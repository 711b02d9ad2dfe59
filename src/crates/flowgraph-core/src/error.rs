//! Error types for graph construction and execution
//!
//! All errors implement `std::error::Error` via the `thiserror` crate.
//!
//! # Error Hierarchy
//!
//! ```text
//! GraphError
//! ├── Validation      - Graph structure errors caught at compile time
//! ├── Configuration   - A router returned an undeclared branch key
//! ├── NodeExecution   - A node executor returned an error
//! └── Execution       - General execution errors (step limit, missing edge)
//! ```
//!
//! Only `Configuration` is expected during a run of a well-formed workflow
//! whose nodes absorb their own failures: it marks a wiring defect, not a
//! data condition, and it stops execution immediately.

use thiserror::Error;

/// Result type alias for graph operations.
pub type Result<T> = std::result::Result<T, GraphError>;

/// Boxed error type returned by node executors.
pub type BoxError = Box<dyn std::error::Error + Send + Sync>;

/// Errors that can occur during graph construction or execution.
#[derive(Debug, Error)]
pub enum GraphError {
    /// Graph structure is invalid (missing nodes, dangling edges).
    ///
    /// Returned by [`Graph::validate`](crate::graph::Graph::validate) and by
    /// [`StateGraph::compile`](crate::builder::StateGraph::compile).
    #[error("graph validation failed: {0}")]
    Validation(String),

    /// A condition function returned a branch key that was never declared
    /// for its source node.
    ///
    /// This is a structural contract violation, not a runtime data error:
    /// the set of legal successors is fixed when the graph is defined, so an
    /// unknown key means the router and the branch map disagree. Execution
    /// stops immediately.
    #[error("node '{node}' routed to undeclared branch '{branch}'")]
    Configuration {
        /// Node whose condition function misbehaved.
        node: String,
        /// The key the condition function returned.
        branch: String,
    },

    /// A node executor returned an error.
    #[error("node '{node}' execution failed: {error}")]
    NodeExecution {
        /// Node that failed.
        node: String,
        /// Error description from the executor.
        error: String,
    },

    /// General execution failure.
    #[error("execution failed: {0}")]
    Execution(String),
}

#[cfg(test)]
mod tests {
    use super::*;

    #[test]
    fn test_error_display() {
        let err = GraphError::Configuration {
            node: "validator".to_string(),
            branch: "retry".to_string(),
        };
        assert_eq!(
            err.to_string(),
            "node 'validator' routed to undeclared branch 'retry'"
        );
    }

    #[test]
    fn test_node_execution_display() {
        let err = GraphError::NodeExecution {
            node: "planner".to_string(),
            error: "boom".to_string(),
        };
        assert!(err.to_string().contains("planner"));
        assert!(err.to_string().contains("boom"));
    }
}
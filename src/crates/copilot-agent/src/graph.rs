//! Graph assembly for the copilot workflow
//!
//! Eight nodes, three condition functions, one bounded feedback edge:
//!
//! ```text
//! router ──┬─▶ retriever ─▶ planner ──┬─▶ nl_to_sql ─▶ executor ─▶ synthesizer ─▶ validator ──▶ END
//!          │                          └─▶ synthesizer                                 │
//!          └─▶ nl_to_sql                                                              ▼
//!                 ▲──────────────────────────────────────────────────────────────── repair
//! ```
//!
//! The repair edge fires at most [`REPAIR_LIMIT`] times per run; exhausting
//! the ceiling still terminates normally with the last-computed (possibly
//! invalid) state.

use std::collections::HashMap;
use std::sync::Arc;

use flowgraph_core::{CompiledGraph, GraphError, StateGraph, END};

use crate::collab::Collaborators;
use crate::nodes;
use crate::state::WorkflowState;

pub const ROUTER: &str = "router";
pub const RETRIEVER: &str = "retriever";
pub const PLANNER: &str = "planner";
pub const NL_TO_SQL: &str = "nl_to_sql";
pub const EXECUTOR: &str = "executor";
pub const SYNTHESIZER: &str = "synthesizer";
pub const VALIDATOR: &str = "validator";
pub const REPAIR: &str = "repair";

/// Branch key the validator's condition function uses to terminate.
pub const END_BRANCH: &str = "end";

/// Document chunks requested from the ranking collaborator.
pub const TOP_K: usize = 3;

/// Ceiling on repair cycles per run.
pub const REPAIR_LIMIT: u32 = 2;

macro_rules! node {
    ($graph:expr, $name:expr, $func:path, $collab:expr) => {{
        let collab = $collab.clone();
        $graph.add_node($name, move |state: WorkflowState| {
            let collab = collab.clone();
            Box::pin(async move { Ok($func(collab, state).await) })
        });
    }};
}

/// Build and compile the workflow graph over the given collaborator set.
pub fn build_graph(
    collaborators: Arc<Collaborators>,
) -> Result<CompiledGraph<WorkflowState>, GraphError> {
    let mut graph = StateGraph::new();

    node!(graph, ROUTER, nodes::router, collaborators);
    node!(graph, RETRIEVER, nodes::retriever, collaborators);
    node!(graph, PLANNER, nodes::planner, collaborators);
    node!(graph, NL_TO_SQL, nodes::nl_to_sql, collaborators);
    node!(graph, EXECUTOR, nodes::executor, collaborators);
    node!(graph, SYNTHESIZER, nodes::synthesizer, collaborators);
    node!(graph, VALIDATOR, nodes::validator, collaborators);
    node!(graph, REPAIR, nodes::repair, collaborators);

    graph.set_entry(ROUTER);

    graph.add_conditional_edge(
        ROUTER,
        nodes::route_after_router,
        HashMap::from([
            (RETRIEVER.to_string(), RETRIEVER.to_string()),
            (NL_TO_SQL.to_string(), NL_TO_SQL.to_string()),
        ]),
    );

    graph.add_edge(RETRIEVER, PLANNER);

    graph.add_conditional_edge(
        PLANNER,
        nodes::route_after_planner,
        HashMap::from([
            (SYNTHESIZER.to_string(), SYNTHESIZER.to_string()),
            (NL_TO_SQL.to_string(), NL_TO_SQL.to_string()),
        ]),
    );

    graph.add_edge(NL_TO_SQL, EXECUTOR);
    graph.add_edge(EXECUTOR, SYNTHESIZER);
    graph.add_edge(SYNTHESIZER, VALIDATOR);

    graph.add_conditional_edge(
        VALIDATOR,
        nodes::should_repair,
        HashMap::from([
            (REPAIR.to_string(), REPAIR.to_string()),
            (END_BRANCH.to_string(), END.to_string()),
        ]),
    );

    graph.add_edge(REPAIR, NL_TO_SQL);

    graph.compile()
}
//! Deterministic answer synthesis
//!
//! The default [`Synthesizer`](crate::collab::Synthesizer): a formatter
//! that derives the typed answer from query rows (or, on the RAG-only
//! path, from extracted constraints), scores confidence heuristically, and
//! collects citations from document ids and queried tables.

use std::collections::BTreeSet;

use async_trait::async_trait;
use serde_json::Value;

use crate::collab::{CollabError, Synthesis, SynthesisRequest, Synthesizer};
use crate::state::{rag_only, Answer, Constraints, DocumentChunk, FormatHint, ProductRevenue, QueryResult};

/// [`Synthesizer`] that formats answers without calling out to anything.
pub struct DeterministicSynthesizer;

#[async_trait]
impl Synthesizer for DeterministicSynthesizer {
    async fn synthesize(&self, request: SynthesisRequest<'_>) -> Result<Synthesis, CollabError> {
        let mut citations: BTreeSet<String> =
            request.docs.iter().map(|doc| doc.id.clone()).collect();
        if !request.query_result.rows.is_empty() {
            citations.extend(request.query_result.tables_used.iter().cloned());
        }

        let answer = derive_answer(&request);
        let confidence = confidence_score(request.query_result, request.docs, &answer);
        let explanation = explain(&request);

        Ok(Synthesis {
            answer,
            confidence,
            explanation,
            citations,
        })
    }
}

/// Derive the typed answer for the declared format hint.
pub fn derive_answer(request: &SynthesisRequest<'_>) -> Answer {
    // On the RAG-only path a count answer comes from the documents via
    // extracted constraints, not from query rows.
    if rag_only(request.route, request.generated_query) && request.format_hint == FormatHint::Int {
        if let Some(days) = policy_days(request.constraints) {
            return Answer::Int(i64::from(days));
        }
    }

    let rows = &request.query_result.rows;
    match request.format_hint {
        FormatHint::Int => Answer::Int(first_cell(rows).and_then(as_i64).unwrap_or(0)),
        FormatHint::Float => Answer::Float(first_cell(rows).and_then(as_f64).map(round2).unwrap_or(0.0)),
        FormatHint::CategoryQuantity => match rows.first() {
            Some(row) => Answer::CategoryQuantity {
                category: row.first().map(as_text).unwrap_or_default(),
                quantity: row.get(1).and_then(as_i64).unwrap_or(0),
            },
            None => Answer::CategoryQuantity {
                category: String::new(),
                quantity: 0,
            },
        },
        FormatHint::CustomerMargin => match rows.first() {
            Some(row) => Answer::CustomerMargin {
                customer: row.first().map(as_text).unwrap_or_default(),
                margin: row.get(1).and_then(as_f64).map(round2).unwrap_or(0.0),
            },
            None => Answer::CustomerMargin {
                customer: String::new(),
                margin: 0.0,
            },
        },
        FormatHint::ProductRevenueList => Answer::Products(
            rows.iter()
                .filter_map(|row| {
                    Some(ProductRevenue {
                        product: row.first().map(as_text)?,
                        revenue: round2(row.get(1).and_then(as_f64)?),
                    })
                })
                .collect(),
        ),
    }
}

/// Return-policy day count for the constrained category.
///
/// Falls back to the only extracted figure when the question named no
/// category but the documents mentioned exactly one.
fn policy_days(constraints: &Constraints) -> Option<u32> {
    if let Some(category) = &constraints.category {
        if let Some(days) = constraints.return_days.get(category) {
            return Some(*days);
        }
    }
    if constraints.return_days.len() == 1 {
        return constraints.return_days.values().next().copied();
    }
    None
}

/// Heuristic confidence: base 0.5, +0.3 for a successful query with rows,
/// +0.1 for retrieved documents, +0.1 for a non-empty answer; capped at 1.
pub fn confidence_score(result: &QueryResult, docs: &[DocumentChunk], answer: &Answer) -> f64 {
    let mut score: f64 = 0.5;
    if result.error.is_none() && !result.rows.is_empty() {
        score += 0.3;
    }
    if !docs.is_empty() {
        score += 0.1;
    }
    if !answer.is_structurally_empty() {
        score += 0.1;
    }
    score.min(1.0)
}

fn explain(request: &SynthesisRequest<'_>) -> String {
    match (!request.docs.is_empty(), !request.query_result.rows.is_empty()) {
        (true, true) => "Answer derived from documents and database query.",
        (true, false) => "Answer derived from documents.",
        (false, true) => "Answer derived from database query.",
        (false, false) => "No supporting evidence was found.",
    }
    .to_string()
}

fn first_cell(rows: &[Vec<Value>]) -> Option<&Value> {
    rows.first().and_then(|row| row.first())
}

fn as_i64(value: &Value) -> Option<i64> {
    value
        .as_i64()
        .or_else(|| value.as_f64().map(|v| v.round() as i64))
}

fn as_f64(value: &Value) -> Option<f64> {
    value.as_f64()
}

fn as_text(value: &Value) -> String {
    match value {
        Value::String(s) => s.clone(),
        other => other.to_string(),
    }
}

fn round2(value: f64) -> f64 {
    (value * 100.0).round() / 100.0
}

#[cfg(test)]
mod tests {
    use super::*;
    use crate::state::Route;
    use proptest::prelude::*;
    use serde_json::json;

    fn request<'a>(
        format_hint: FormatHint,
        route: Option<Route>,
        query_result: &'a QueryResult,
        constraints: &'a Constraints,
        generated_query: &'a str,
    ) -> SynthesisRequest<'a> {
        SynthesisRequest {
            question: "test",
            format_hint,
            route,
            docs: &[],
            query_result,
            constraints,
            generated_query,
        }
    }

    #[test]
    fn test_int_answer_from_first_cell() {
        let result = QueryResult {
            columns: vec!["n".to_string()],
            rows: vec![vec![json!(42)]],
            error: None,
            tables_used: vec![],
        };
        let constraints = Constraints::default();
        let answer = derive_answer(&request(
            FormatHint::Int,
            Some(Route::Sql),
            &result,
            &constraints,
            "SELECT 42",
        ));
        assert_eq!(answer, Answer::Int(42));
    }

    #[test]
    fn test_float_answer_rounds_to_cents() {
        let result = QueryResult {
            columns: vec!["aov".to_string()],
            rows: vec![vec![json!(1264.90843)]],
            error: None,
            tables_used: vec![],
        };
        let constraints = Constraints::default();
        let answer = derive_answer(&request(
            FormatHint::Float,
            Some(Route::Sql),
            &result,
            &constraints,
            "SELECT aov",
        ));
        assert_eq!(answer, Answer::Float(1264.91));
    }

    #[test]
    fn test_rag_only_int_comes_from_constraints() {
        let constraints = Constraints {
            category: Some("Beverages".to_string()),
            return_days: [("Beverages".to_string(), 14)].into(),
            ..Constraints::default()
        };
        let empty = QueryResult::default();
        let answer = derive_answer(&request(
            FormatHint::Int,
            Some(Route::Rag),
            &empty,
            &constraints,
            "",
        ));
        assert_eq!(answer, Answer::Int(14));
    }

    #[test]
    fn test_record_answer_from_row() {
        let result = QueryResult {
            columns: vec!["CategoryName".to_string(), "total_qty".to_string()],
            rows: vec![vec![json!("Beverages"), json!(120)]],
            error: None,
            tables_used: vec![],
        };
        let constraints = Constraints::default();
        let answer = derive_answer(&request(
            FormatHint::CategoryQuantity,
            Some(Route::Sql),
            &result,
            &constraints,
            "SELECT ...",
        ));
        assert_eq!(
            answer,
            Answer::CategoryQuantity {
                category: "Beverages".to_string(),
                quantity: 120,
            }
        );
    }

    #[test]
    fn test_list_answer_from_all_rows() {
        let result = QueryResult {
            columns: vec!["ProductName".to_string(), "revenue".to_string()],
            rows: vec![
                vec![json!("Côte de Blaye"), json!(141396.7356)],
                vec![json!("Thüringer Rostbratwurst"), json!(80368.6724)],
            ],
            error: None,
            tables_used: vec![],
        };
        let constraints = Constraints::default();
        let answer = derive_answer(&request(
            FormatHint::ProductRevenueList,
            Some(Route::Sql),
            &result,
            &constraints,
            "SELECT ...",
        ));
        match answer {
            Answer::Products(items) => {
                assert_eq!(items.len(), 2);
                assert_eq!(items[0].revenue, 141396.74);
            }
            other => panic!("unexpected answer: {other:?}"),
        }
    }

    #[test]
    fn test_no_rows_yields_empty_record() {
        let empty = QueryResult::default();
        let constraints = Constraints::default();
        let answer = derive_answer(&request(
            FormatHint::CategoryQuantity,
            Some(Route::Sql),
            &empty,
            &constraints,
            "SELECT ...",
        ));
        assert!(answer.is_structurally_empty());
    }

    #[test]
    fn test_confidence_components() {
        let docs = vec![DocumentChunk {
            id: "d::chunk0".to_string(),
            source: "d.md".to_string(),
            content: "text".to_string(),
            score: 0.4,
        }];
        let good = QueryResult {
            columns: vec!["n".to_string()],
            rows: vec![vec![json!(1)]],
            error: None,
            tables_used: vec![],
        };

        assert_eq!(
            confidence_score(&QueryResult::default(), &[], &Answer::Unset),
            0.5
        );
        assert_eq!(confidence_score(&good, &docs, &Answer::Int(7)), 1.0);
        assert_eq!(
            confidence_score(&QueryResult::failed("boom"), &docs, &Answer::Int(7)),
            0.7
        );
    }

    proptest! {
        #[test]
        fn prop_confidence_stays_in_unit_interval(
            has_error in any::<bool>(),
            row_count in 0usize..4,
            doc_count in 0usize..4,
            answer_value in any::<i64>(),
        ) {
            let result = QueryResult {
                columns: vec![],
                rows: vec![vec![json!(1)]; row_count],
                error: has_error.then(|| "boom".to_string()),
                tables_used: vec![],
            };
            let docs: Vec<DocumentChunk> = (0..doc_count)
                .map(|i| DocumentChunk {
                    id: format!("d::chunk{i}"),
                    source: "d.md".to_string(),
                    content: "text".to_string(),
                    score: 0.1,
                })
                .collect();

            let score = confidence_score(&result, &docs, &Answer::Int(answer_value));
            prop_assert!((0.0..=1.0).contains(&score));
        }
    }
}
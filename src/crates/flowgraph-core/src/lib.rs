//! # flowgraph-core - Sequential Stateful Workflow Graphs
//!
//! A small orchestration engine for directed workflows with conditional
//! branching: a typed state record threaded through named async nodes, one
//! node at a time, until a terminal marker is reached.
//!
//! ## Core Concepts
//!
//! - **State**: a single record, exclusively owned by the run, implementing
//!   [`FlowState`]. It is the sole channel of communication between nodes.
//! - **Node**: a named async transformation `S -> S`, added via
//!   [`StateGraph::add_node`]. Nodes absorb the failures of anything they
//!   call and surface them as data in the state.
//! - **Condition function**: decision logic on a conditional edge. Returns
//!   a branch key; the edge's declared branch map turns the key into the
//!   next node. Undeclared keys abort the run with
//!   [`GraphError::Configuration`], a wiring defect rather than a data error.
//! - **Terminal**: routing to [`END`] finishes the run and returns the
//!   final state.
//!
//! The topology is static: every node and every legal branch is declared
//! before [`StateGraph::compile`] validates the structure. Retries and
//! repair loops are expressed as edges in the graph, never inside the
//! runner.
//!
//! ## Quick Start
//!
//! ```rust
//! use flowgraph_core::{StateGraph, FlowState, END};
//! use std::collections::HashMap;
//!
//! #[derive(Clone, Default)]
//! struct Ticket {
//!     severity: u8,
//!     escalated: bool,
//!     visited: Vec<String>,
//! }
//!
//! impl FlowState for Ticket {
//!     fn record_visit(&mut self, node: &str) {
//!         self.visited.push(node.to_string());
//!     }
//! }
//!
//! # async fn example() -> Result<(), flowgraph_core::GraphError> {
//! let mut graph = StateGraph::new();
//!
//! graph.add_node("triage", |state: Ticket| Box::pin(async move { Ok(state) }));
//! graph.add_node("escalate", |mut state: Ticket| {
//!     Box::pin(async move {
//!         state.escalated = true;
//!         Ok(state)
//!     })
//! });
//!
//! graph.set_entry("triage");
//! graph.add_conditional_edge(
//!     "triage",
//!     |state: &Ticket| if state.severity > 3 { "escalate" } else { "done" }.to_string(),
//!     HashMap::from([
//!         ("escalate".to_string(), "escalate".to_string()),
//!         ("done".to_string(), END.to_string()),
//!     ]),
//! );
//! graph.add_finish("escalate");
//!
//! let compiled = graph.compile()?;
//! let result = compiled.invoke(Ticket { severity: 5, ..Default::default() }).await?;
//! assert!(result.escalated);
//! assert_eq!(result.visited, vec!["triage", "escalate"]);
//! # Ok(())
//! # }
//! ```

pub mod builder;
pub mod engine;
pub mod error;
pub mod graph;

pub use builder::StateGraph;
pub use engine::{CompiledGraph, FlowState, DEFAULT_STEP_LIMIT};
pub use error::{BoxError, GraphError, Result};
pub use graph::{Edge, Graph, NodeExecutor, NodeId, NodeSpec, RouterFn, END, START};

• Assignment: Gather up, from the records above, each line where the word "anything" appears.

• Output:
/// [`Synthesizer`] that formats answers without calling out to anything.
//!   [`StateGraph::add_node`]. Nodes absorb the failures of anything they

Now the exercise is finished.